┌─ DATA SHOWN

#[cfg(test)]
mod tests {
    use super::*;
    use crate::config::SyncConfig;
    use crate::project::{ProjectConfiguration, StaticConfigProvider};
    use crate::subjects::{MemorySubjectRepository, SubjectRepository};
    use crate::transport::MockRemote;
    use fieldsync_events::{EventScopeType, EventType};
    use fieldsync_store::{
        EventFilter, EventRepository, ManualClock, MemoryEventStore, RecordKeyValueStore,
        StaticLogin, StoreConfig,
    };
    use std::sync::Arc;

    struct Fixture {
        task: EventDownSyncTask,
        ctx: SyncContext,
        remote: Arc<MockRemote>,
        subjects: Arc<MemorySubjectRepository>,
    }

    fn fixture(batch_size: usize) -> Fixture {
        let login = Arc::new(StaticLogin::signed_in("p1", "u1"));
        let repo = Arc::new(EventRepository::new(
            StoreConfig::new("device-1"),
            Arc::new(MemoryEventStore::in_memory().unwrap()),
            login.clone(),
            Arc::new(ManualClock::new(100)),
        ));
        let remote = Arc::new(MockRemote::new());
        let subjects = Arc::new(MemorySubjectRepository::new());
        let ctx = SyncContext::new(
            repo,
            remote.clone(),
            subjects.clone(),
            login,
            Arc::new(StaticConfigProvider::new(ProjectConfiguration::new("p1"))),
            Arc::new(RecordKeyValueStore::in_memory().unwrap()),
        )
        .with_config(SyncConfig::default().with_down_sync_batch_size(batch_size));
        Fixture {
            task: EventDownSyncTask::new(ctx.clone()),
            ctx,
            remote,
            subjects,
        }
    }

    fn creation(subject: &str, module: &str) -> EnrolmentRecordPayload {
        EnrolmentRecordPayload::EnrolmentRecordCreation {
            subject_id: subject.into(),
            project_id: "p1".into(),
            module_id: module.into(),
            attendant_id: "u1".into(),
            biometric_references: vec![],
        }
    }

    fn created(id: &str) -> EnrolmentRecordEvent {
        EnrolmentRecordEvent {
            id: id.into(),
            payload: creation(&format!("subject-{id}"), "m1"),
        }
    }

    fn deleted(id: &str, subject: &str) -> EnrolmentRecordEvent {
        EnrolmentRecordEvent {
            id: id.into(),
            payload: EnrolmentRecordPayload::EnrolmentRecordDeletion {
                subject_id: subject.into(),
                project_id: "p1".into(),
                module_id: "m1".into(),
                attendant_id: "u1".into(),
            },
        }
    }

    fn operation() -> DownSyncOperation {
        DownSyncOperation::new(DownSyncPartition::project("p1", vec![]))
    }

    #[tokio::test]
    async fn applies_records_in_batches() {
        let f = fixture(2);
        f.remote.set_records(vec![
            created("e1"),
            created("e2"),
            created("e3"),
            deleted("e4", "subject-e1"),
        ]);

        let items: Vec<_> = f.task.down_sync(operation(), None).collect().await;
        let progress: Vec<u64> = items.iter().map(|i| i.as_ref().unwrap().progress).collect();
        assert_eq!(progress, vec![2, 4, 4]);

        let last = items.last().unwrap().as_ref().unwrap();
        assert_eq!(last.operation.state, SyncOperationState::Complete);
        assert_eq!(last.operation.last_event_id.as_deref(), Some("e4"));
        assert_eq!(last.created, 3);
        assert_eq!(last.deleted, 1);
        assert_eq!(last.max_progress, Some(4));
        assert_eq!(f.subjects.subject_ids(), vec!["subject-e2", "subject-e3"]);
    }

    #[tokio::test]
    async fn failure_keeps_cursor_of_last_batch() {
        let f = fixture(2);
        f.remote.set_records(vec![created("e1"), created("e2"), created("e3"), created("e4")]);
        f.remote.fail_stream_after(3, || SyncError::network("reset"));

        let items: Vec<_> = f.task.down_sync(operation(), None).collect().await;
        assert!(matches!(items.last().unwrap(), Err(SyncError::Network(_))));

        let stored = f
            .ctx
            .down_operations
            .load(&operation().partition)
            .unwrap()
            .unwrap();
        assert_eq!(stored.state, SyncOperationState::Failed);
        assert_eq!(stored.last_event_id.as_deref(), Some("e2"));
        assert_eq!(f.subjects.count(None).unwrap(), 2);

        f.remote.heal();
        let items: Vec<_> = f.task.down_sync(stored, None).collect().await;
        assert!(items.iter().all(Result::is_ok));
        assert_eq!(
            f.remote.queries().last().unwrap().last_event_id.as_deref(),
            Some("e2")
        );
        assert_eq!(f.subjects.count(None).unwrap(), 4);
    }

    #[tokio::test]
    async fn request_is_audited_in_tracking_scope() {
        let f = fixture(10);
        f.remote.set_records(vec![created("e1")]);
        let scope = f
            .ctx
            .events
            .create_event_scope(EventScopeType::DownSync, None)
            .unwrap();

        let _: Vec<_> = f.task.down_sync(operation(), Some(scope.clone())).collect().await;
        let events = f.ctx.events.get_events_from_scope(&scope.id).unwrap();
        assert_eq!(events.len(), 1);
        match &events[0].payload {
            EventPayload::EventDownSyncRequest(request) => {
                assert_eq!(request.event_read, 1);
                assert!(request.error_type.is_none());
                assert_eq!(request.query, "projectId=p1");
            }
            other => panic!("unexpected {other:?}"),
        }
        assert_eq!(
            f.ctx
                .events
                .local_count(&EventFilter::all().with_type(EventType::EventDownSyncRequest))
                .unwrap(),
            1
        );
    }

    #[tokio::test]
    async fn empty_download_completes() {
        let f = fixture(10);
        let items: Vec<_> = f.task.down_sync(operation(), None).collect().await;
        assert_eq!(items.len(), 1);
        let last = items[0].as_ref().unwrap();
        assert_eq!(last.operation.state, SyncOperationState::Complete);
        assert_eq!(last.progress, 0);
        assert!(last.operation.last_event_id.is_none());
    }

    #[test]
    fn move_creates_only_within_partition() {
        let partition = DownSyncPartition::module("p1", "m1", vec![]);
        let moved = |to_module: &str| EnrolmentRecordPayload::EnrolmentRecordMove {
            deletion: Some(Box::new(EnrolmentRecordPayload::EnrolmentRecordDeletion {
                subject_id: "s1".into(),
                project_id: "p1".into(),
                module_id: "m0".into(),
                attendant_id: "u1".into(),
            })),
            creation: Some(Box::new(creation("s1", to_module))),
        };

        let actions = actions_for(&partition, &moved("m1"));
        assert_eq!(actions.len(), 2);
        assert!(matches!(actions[0], SubjectAction::Deletion(_)));
        assert!(matches!(actions[1], SubjectAction::Creation(_)));

        let actions = actions_for(&partition, &moved("m9"));
        assert_eq!(actions, vec![SubjectAction::Deletion("s1".into())]);
    }

    #[test]
    fn query_string_lists_filters() {
        let mut op = DownSyncOperation::new(DownSyncPartition::module("p1", "m1", vec![]));
        op.last_event_id = Some("e7".into());
        assert_eq!(query_string(&op.query()), "projectId=p1&l_moduleId=m1&lastEventId=e7");
    }
}
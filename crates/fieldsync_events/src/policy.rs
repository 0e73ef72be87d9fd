//! Up-sync policy.

use crate::event::Event;
use serde::{Deserialize, Serialize};

/// Which session events a project allows to leave the device.
#[derive(Debug, Clone, Copy, Default, PartialEq, Eq, Serialize, Deserialize)]
#[serde(rename_all = "SCREAMING_SNAKE_CASE")]
pub enum UpSyncKind {
    /// Every event.
    #[default]
    All,
    /// Only events carrying or referencing biometric templates.
    OnlyBiometrics,
    /// Everything except raw biometric samples.
    OnlyAnalytics,
    /// Nothing.
    None,
}

impl UpSyncKind {
    /// Returns true if this kind ever uploads anything.
    pub fn allows_up_sync(self) -> bool {
        self != UpSyncKind::None
    }

    /// Returns true if `event` may be uploaded under this kind.
    pub fn accepts(self, event: &Event) -> bool {
        let event_type = event.event_type();
        match self {
            UpSyncKind::All => true,
            UpSyncKind::OnlyBiometrics => event_type.is_biometric(),
            UpSyncKind::OnlyAnalytics => !event_type.is_raw_biometric_sample(),
            UpSyncKind::None => false,
        }
    }

    /// Keeps the events this kind accepts.
    pub fn filter(self, events: Vec<Event>) -> Vec<Event> {
        events.into_iter().filter(|e| self.accepts(e)).collect()
    }
}
//! HTTP transport implementation.
//!
//! The actual HTTP client is abstracted via [`HttpClient`] so tests and
//! embedders can swap it. [`ReqwestClient`] is the default implementation.
//! [`HttpEventRemote`] speaks the events API on top of any client and maps
//! error statuses onto [`SyncError`].

use crate::config::{IntegrationIssuePredicate, SyncConfig};
use crate::error::{SyncError, SyncResult};
use crate::stream::spawn_record_stream;
use crate::transport::{EventRemoteDataSource, EventStream, UploadResult};
use crate::SYNC_LOG_TARGET;
use async_trait::async_trait;
use bytes::Bytes;
use fieldsync_events::{EventCount, RemoteEventQuery, UploadEventsBody};
use flate2::write::GzEncoder;
use flate2::Compression;
use futures::stream::BoxStream;
use futures::StreamExt;
use serde::{Deserialize, Serialize};
use std::collections::HashMap;
use std::fmt;
use std::time::Duration;
use tracing::{debug, warn};

/// Header carrying the number of records of a download.
pub const EVENT_COUNT_HEADER: &str = "x-event-count";
/// Header telling whether the count is a lower bound.
pub const EVENT_COUNT_LOWER_BOUND_HEADER: &str = "x-event-count-is-lower-bound";
/// Header carrying the server request id.
pub const REQUEST_ID_HEADER: &str = "x-request-id";

const MAINTENANCE_ERROR_CODE: &str = "002";
const MAX_ERROR_BODY: usize = 512;

/// A response whose body is read lazily.
pub struct HttpResponse {
    /// HTTP status.
    pub status: u16,
    /// Headers with lower-case names.
    pub headers: HashMap<String, String>,
    /// Body chunks.
    pub body: BoxStream<'static, SyncResult<Bytes>>,
}

impl fmt::Debug for HttpResponse {
    fn fmt(&self, f: &mut fmt::Formatter<'_>) -> fmt::Result {
        f.debug_struct("HttpResponse")
            .field("status", &self.status)
            .field("headers", &self.headers)
            .finish_non_exhaustive()
    }
}

impl HttpResponse {
    /// Creates a response with a body already in memory.
    pub fn from_bytes(status: u16, headers: HashMap<String, String>, body: impl Into<Bytes>) -> Self {
        let body: Bytes = body.into();
        Self {
            status,
            headers,
            body: futures::stream::once(async move { Ok::<_, SyncError>(body) }).boxed(),
        }
    }

    /// Returns a header value.
    pub fn header(&self, name: &str) -> Option<&str> {
        self.headers.get(&name.to_ascii_lowercase()).map(String::as_str)
    }

    /// Returns true for 2xx statuses.
    pub fn is_success(&self) -> bool {
        (200..300).contains(&self.status)
    }

    /// Reads the whole body.
    pub async fn bytes(mut self) -> SyncResult<Vec<u8>> {
        let mut out = Vec::new();
        while let Some(chunk) = self.body.next().await {
            out.extend_from_slice(&chunk?);
        }
        Ok(out)
    }
}

/// HTTP client abstraction.
#[async_trait]
pub trait HttpClient: Send + Sync {
    /// Sends a GET request.
    async fn get(&self, url: &str, query: &[(&'static str, String)]) -> SyncResult<HttpResponse>;

    /// Sends a POST request with a gzip-compressed JSON body.
    async fn post(
        &self,
        url: &str,
        query: &[(&'static str, String)],
        body: Vec<u8>,
    ) -> SyncResult<HttpResponse>;
}

/// [`HttpClient`] on reqwest.
#[derive(Debug, Clone)]
pub struct ReqwestClient {
    client: reqwest::Client,
    timeout: Duration,
}

impl ReqwestClient {
    /// Creates a client.
    ///
    /// `timeout` bounds connecting and uploads. Downloads are streamed and
    /// only bounded by the connect timeout.
    pub fn new(timeout: Duration) -> SyncResult<Self> {
        let client = reqwest::Client::builder()
            .connect_timeout(timeout)
            .build()
            .map_err(map_reqwest_error)?;
        Ok(Self { client, timeout })
    }

    /// Wraps an existing reqwest client.
    pub fn with_client(client: reqwest::Client, timeout: Duration) -> Self {
        Self { client, timeout }
    }

    async fn send(&self, request: reqwest::RequestBuilder) -> SyncResult<HttpResponse> {
        let response = request.send().await.map_err(map_reqwest_error)?;
        let status = response.status().as_u16();
        let headers = response
            .headers()
            .iter()
            .filter_map(|(name, value)| {
                value
                    .to_str()
                    .ok()
                    .map(|v| (name.as_str().to_ascii_lowercase(), v.to_string()))
            })
            .collect();
        let body = response
            .bytes_stream()
            .map(|chunk| chunk.map_err(map_reqwest_error))
            .boxed();
        Ok(HttpResponse {
            status,
            headers,
            body,
        })
    }
}

fn map_reqwest_error(err: reqwest::Error) -> SyncError {
    if err.is_timeout() {
        SyncError::Timeout
    } else {
        SyncError::network(err.to_string())
    }
}

#[async_trait]
impl HttpClient for ReqwestClient {
    async fn get(&self, url: &str, query: &[(&'static str, String)]) -> SyncResult<HttpResponse> {
        self.send(self.client.get(url).query(query)).await
    }

    async fn post(
        &self,
        url: &str,
        query: &[(&'static str, String)],
        body: Vec<u8>,
    ) -> SyncResult<HttpResponse> {
        let request = self
            .client
            .post(url)
            .query(query)
            .header(reqwest::header::CONTENT_TYPE, "application/json")
            .header(reqwest::header::CONTENT_ENCODING, "gzip")
            .timeout(self.timeout)
            .body(body);
        self.send(request).await
    }
}

#[derive(Deserialize)]
#[serde(rename_all = "camelCase")]
struct ErrorBody {
    error: Option<String>,
    estimated_outage: Option<u64>,
}

/// Maps an error status and its body onto a [`SyncError`].
pub fn classify_status(
    status: u16,
    body: &[u8],
    integration_issue: &IntegrationIssuePredicate,
) -> SyncError {
    if status == 503 {
        if let Ok(parsed) = serde_json::from_slice::<ErrorBody>(body) {
            if parsed.error.as_deref() == Some(MAINTENANCE_ERROR_CODE) {
                return SyncError::BackendMaintenance {
                    estimated_outage_secs: parsed.estimated_outage,
                };
            }
        }
    }
    match status {
        401 | 403 => SyncError::Unauthorized { status },
        429 => SyncError::TooManyRequests,
        s if s >= 500 => SyncError::http(s, truncated(body)),
        s if integration_issue.is_integration_issue(s) => SyncError::CloudIntegration { status: s },
        s => SyncError::http(s, truncated(body)),
    }
}

/// Serialises `value` to JSON and gzips it.
fn gzip_json<T: Serialize + ?Sized>(value: &T) -> SyncResult<Vec<u8>> {
    let mut encoder = GzEncoder::new(Vec::new(), Compression::default());
    serde_json::to_writer(&mut encoder, value)?;
    let compressed = encoder.finish().map_err(serde_json::Error::io)?;
    Ok(compressed)
}

fn truncated(body: &[u8]) -> String {
    let end = body.len().min(MAX_ERROR_BODY);
    String::from_utf8_lossy(&body[..end]).into_owned()
}

/// The events API over HTTP.
pub struct HttpEventRemote<C: HttpClient> {
    base_url: String,
    client: C,
    integration_issue: IntegrationIssuePredicate,
    channel_capacity: usize,
}

impl<C: HttpClient> fmt::Debug for HttpEventRemote<C> {
    fn fmt(&self, f: &mut fmt::Formatter<'_>) -> fmt::Result {
        f.debug_struct("HttpEventRemote")
            .field("base_url", &self.base_url)
            .finish_non_exhaustive()
    }
}

impl HttpEventRemote<ReqwestClient> {
    /// Creates a remote on reqwest from a sync configuration.
    pub fn from_config(config: &SyncConfig) -> SyncResult<Self> {
        Ok(Self::new(config, ReqwestClient::new(config.timeout)?))
    }
}

impl<C: HttpClient> HttpEventRemote<C> {
    /// Creates a remote on a client.
    pub fn new(config: &SyncConfig, client: C) -> Self {
        Self {
            base_url: config.base_url.trim_end_matches('/').to_string(),
            client,
            integration_issue: config.integration_issue.clone(),
            channel_capacity: config.channel_capacity,
        }
    }

    /// Returns the base URL.
    pub fn base_url(&self) -> &str {
        &self.base_url
    }

    fn url(&self, project_id: &str, path: &str) -> String {
        format!("{}/projects/{}/{}", self.base_url, project_id, path)
    }

    async fn checked(&self, response: HttpResponse) -> SyncResult<HttpResponse> {
        if response.is_success() {
            return Ok(response);
        }
        let status = response.status;
        let body = response.bytes().await.unwrap_or_default();
        let err = classify_status(status, &body, &self.integration_issue);
        warn!(target: SYNC_LOG_TARGET, status, error = %err, "events API request failed");
        Err(err)
    }
}

#[async_trait]
impl<C: HttpClient> EventRemoteDataSource for HttpEventRemote<C> {
    async fn count(&self, query: &RemoteEventQuery) -> SyncResult<Vec<EventCount>> {
        let url = self.url(&query.project_id, "events/count");
        let response = self.client.get(&url, &query.query_pairs()).await?;
        let body = self.checked(response).await?.bytes().await?;
        Ok(serde_json::from_slice(&body)?)
    }

    async fn get_events(&self, query: &RemoteEventQuery) -> SyncResult<EventStream> {
        let url = self.url(&query.project_id, "events");
        let response = self.checked(self.client.get(&url, &query.query_pairs()).await?).await?;
        let total_count = response
            .header(EVENT_COUNT_HEADER)
            .and_then(|v| v.trim().parse().ok());
        let is_lower_bound = response
            .header(EVENT_COUNT_LOWER_BOUND_HEADER)
            .is_some_and(|v| v.trim().eq_ignore_ascii_case("true"));
        let request_id = response.header(REQUEST_ID_HEADER).map(str::to_string);
        debug!(
            target: SYNC_LOG_TARGET,
            project_id = %query.project_id,
            total_count = ?total_count,
            "download opened"
        );
        Ok(EventStream {
            receiver: spawn_record_stream(response.body, self.channel_capacity),
            total_count,
            is_lower_bound,
            request_id,
        })
    }

    async fn post(
        &self,
        project_id: &str,
        body: &UploadEventsBody,
        accept_invalid_events: bool,
    ) -> SyncResult<UploadResult> {
        let url = self.url(project_id, "events");
        let payload = gzip_json(body)?;
        let query = [("acceptInvalidEvents", accept_invalid_events.to_string())];
        let response = self.checked(self.client.post(&url, &query, payload).await?).await?;
        Ok(UploadResult {
            status: response.status,
            request_id: response.header(REQUEST_ID_HEADER).map(str::to_string),
        })
    }

    async fn dump_invalid_events(&self, project_id: &str, events: Vec<String>) -> SyncResult<()> {
        let url = self.url(project_id, "dump");
        let payload = gzip_json(&events)?;
        let query = [("type", "CORRUPTED_EVENTS".to_string())];
        self.checked(self.client.post(&url, &query, payload).await?)
            .await?;
        Ok(())
    }
}

#[cfg(test)]
mod tests {
    use super::*;

    #[test]
    fn maintenance_is_recognised() {
        let predicate = IntegrationIssuePredicate::default();
        let err = classify_status(503, br#"{"error":"002","estimatedOutage":600}"#, &predicate);
        assert!(matches!(
            err,
            SyncError::BackendMaintenance {
                estimated_outage_secs: Some(600)
            }
        ));

        let err = classify_status(503, b"<html>down</html>", &predicate);
        assert!(matches!(err, SyncError::Http { status: 503, .. }));
    }

    #[test]
    fn status_mapping() {
        let predicate = IntegrationIssuePredicate::default();
        assert!(matches!(
            classify_status(401, b"", &predicate),
            SyncError::Unauthorized { status: 401 }
        ));
        assert!(matches!(
            classify_status(429, b"", &predicate),
            SyncError::TooManyRequests
        ));
        assert!(matches!(
            classify_status(400, b"", &predicate),
            SyncError::CloudIntegration { status: 400 }
        ));
        assert!(matches!(
            classify_status(400, b"bad", &IntegrationIssuePredicate::never()),
            SyncError::Http { status: 400, .. }
        ));
        assert!(matches!(
            classify_status(502, b"", &predicate),
            SyncError::Http { status: 502, .. }
        ));
    }

    #[test]
    fn long_error_bodies_are_truncated() {
        let body = vec![b'x'; MAX_ERROR_BODY * 2];
        match classify_status(500, &body, &IntegrationIssuePredicate::default()) {
            SyncError::Http { body, .. } => assert_eq!(body.len(), MAX_ERROR_BODY),
            other => panic!("unexpected {other:?}"),
        }
    }

    #[test]
    fn bodies_are_gzipped_json() {
        use flate2::read::GzDecoder;
        use std::io::Read;

        let payload = gzip_json(&["a", "b"]).unwrap();
        assert_eq!(&payload[..2], &[0x1f, 0x8b]);
        let mut json = String::new();
        GzDecoder::new(payload.as_slice())
            .read_to_string(&mut json)
            .unwrap();
        assert_eq!(json, r#"["a","b"]"#);
    }

    #[test]
    fn headers_are_case_insensitive() {
        let mut headers = HashMap::new();
        headers.insert("x-request-id".to_string(), "r1".to_string());
        let response = HttpResponse::from_bytes(200, headers, Bytes::new());
        assert_eq!(response.header("X-Request-Id"), Some("r1"));
        assert!(response.is_success());
    }
}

└─

• _TASK DETAILS_
Begin at the line above that has "pub fn accepts(self, event: &Event)" and stop after the line that has "use bytes::Bytes;", copying each line exactly and adding nothing else.

• _SOLVED EXERCISE_
    pub fn accepts(self, event: &Event) -> bool {
        let event_type = event.event_type();
        match self {
            UpSyncKind::All => true,
            UpSyncKind::OnlyBiometrics => event_type.is_biometric(),
            UpSyncKind::OnlyAnalytics => !event_type.is_raw_biometric_sample(),
            UpSyncKind::None => false,
        }
    }

    /// Keeps the events this kind accepts.
    pub fn filter(self, events: Vec<Event>) -> Vec<Event> {
        events.into_iter().filter(|e| self.accepts(e)).collect()
    }
}
//! HTTP transport implementation.
//!
//! The actual HTTP client is abstracted via [`HttpClient`] so tests and
//! embedders can swap it. [`ReqwestClient`] is the default implementation.
//! [`HttpEventRemote`] speaks the events API on top of any client and maps
//! error statuses onto [`SyncError`].

use crate::config::{IntegrationIssuePredicate, SyncConfig};
use crate::error::{SyncError, SyncResult};
use crate::stream::spawn_record_stream;
use crate::transport::{EventRemoteDataSource, EventStream, UploadResult};
use crate::SYNC_LOG_TARGET;
use async_trait::async_trait;
use bytes::Bytes;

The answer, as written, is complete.